(Saved data entries)
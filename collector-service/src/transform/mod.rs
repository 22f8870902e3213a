use energy_client::domain::{EnergyRecord, RequestMonth};
use serde_json::Value;

use crate::sources::energy_api::ApiResponse;

/// Result code of a normal response.
pub const RESULT_CODE_OK: &str = "00";
/// Older deployments of the service report success as `1`. Both are accepted
/// as they are; nothing else is read into the difference.
pub const RESULT_CODE_LEGACY_OK: &str = "1";

/// Markers of the gateway's daily-quota rejection, which arrives as XML.
pub const QUOTA_EXCEEDED_MARKER: &str = "LIMITED_NUMBER_OF_SERVICE_REQUESTS_EXCEEDS_ERROR";
pub const QUOTA_REASON_MARKER: &str = "returnReasonCode>22<";

/// How one monthly API response is handled.
#[derive(Debug, Clone, PartialEq)]
pub enum Classification {
    /// Readings for the month.
    Success(EnergyRecord),
    /// Well-formed API-level error (e.g. no data for the month).
    SoftFailure {
        result_code: String,
        result_msg: Option<String>,
        body: Option<Value>,
    },
    /// The daily request quota of the service key is used up.
    QuotaExhausted,
    /// Anything else that does not have the expected shape.
    Structural(String),
}

impl Classification {
    pub fn outcome_label(&self) -> &'static str {
        match self {
            Classification::Success(_) => "success",
            Classification::SoftFailure { .. } => "soft_failure",
            Classification::QuotaExhausted => "quota_exhausted",
            Classification::Structural(_) => "structural",
        }
    }
}

/// Classify the response for `kapt_code` / `month`.
///
/// Rules:
/// - JSON with `response.header.resultCode` of `00` or `1` is a success; the
///   `response.body.item` object, tagged with the month, is the record.
/// - JSON with any other result code is a soft failure.
/// - Non-JSON text carrying both quota markers is quota exhaustion.
/// - Everything else, including a success code without an item object, is
///   structural.
pub fn classify_response(kapt_code: &str, month: RequestMonth, response: ApiResponse) -> Classification {
    match response {
        ApiResponse::Json(value) => classify_json(kapt_code, month, value),
        ApiResponse::Text(text) => {
            if text.contains(QUOTA_EXCEEDED_MARKER) && text.contains(QUOTA_REASON_MARKER) {
                Classification::QuotaExhausted
            } else {
                Classification::Structural(format!("non-JSON response: {}", excerpt(&text)))
            }
        }
    }
}

fn classify_json(kapt_code: &str, month: RequestMonth, mut value: Value) -> Classification {
    let Some(response) = value.get_mut("response") else {
        return Classification::Structural("missing 'response' object".to_string());
    };

    let header = match response.get("header") {
        Some(Value::Object(header)) => header,
        _ => return Classification::Structural("missing 'response.header' object".to_string()),
    };

    let result_code = match header.get("resultCode") {
        Some(Value::String(code)) => code.trim().to_string(),
        Some(Value::Number(code)) => code.to_string(),
        _ => return Classification::Structural("missing 'response.header.resultCode'".to_string()),
    };
    let result_msg = header.get("resultMsg").and_then(Value::as_str).map(str::to_string);

    if result_code != RESULT_CODE_OK && result_code != RESULT_CODE_LEGACY_OK {
        return Classification::SoftFailure {
            result_code,
            result_msg,
            body: response.get("body").cloned(),
        };
    }

    match response.pointer_mut("/body/item").map(Value::take) {
        Some(Value::Object(fields)) => Classification::Success(EnergyRecord::new(kapt_code, month, fields)),
        Some(other) => Classification::Structural(format!(
            "result code {result_code} with non-object 'response.body.item': {}",
            excerpt(&other.to_string())
        )),
        None => Classification::Structural(format!("result code {result_code} without 'response.body.item'")),
    }
}

fn excerpt(text: &str) -> String {
    const MAX_CHARS: usize = 200;
    let mut out: String = text.chars().take(MAX_CHARS).collect();
    if text.chars().count() > MAX_CHARS {
        out.push_str("...");
    }
    out
}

• **WHAT YOU ARE ASKED TO DO**: Give the data again, exactly as written.

• **RESULT OF THE EXERCISE**:
filename collector-service/src/transform/mod.rs
repository 22f8870902e3213a
use energy_client::domain::{EnergyRecord, RequestMonth};
use serde_json::Value;

use crate::sources::energy_api::ApiResponse;

/// Result code of a normal response.
pub const RESULT_CODE_OK: &str = "00";
/// Older deployments of the service report success as `1`. Both are accepted
/// as they are; nothing else is read into the difference.
pub const RESULT_CODE_LEGACY_OK: &str = "1";

/// Markers of the gateway's daily-quota rejection, which arrives as XML.
pub const QUOTA_EXCEEDED_MARKER: &str = "LIMITED_NUMBER_OF_SERVICE_REQUESTS_EXCEEDS_ERROR";
pub const QUOTA_REASON_MARKER: &str = "returnReasonCode>22<";

/// How one monthly API response is handled.
#[derive(Debug, Clone, PartialEq)]
pub enum Classification {
    /// Readings for the month.
    Success(EnergyRecord),
    /// Well-formed API-level error (e.g. no data for the month).
    SoftFailure {
        result_code: String,
        result_msg: Option<String>,
        body: Option<Value>,
    },
    /// The daily request quota of the service key is used up.
    QuotaExhausted,
    /// Anything else that does not have the expected shape.
    Structural(String),
}

impl Classification {
    pub fn outcome_label(&self) -> &'static str {
        match self {
            Classification::Success(_) => "success",
            Classification::SoftFailure { .. } => "soft_failure",
            Classification::QuotaExhausted => "quota_exhausted",
            Classification::Structural(_) => "structural",
        }
    }
}

/// Classify the response for `kapt_code` / `month`.
///
/// Rules:
/// - JSON with `response.header.resultCode` of `00` or `1` is a success; the
///   `response.body.item` object, tagged with the month, is the record.
/// - JSON with any other result code is a soft failure.
/// - Non-JSON text carrying both quota markers is quota exhaustion.
/// - Everything else, including a success code without an item object, is
///   structural.
pub fn classify_response(kapt_code: &str, month: RequestMonth, response: ApiResponse) -> Classification {
    match response {
        ApiResponse::Json(value) => classify_json(kapt_code, month, value),
        ApiResponse::Text(text) => {
            if text.contains(QUOTA_EXCEEDED_MARKER) && text.contains(QUOTA_REASON_MARKER) {
                Classification::QuotaExhausted
            } else {
                Classification::Structural(format!("non-JSON response: {}", excerpt(&text)))
            }
        }
    }
}

fn classify_json(kapt_code: &str, month: RequestMonth, mut value: Value) -> Classification {
    let Some(response) = value.get_mut("response") else {
        return Classification::Structural("missing 'response' object".to_string());
    };

    let header = match response.get("header") {
        Some(Value::Object(header)) => header,
        _ => return Classification::Structural("missing 'response.header' object".to_string()),
    };

    let result_code = match header.get("resultCode") {
        Some(Value::String(code)) => code.trim().to_string(),
        Some(Value::Number(code)) => code.to_string(),
        _ => return Classification::Structural("missing 'response.header.resultCode'".to_string()),
    };
    let result_msg = header.get("resultMsg").and_then(Value::as_str).map(str::to_string);

    if result_code != RESULT_CODE_OK && result_code != RESULT_CODE_LEGACY_OK {
        return Classification::SoftFailure {
            result_code,
            result_msg,
            body: response.get("body").cloned(),
        };
    }

    match response.pointer_mut("/body/item").map(Value::take) {
        Some(Value::Object(fields)) => Classification::Success(EnergyRecord::new(kapt_code, month, fields)),
        Some(other) => Classification::Structural(format!(
            "result code {result_code} with non-object 'response.body.item': {}",
            excerpt(&other.to_string())
        )),
        None => Classification::Structural(format!("result code {result_code} without 'response.body.item'")),
    }
}

fn excerpt(text: &str) -> String {
    const MAX_CHARS: usize = 200;
    let mut out: String = text.chars().take(MAX_CHARS).collect();
    if text.chars().count() > MAX_CHARS {
        out.push_str("...");
    }
    out
}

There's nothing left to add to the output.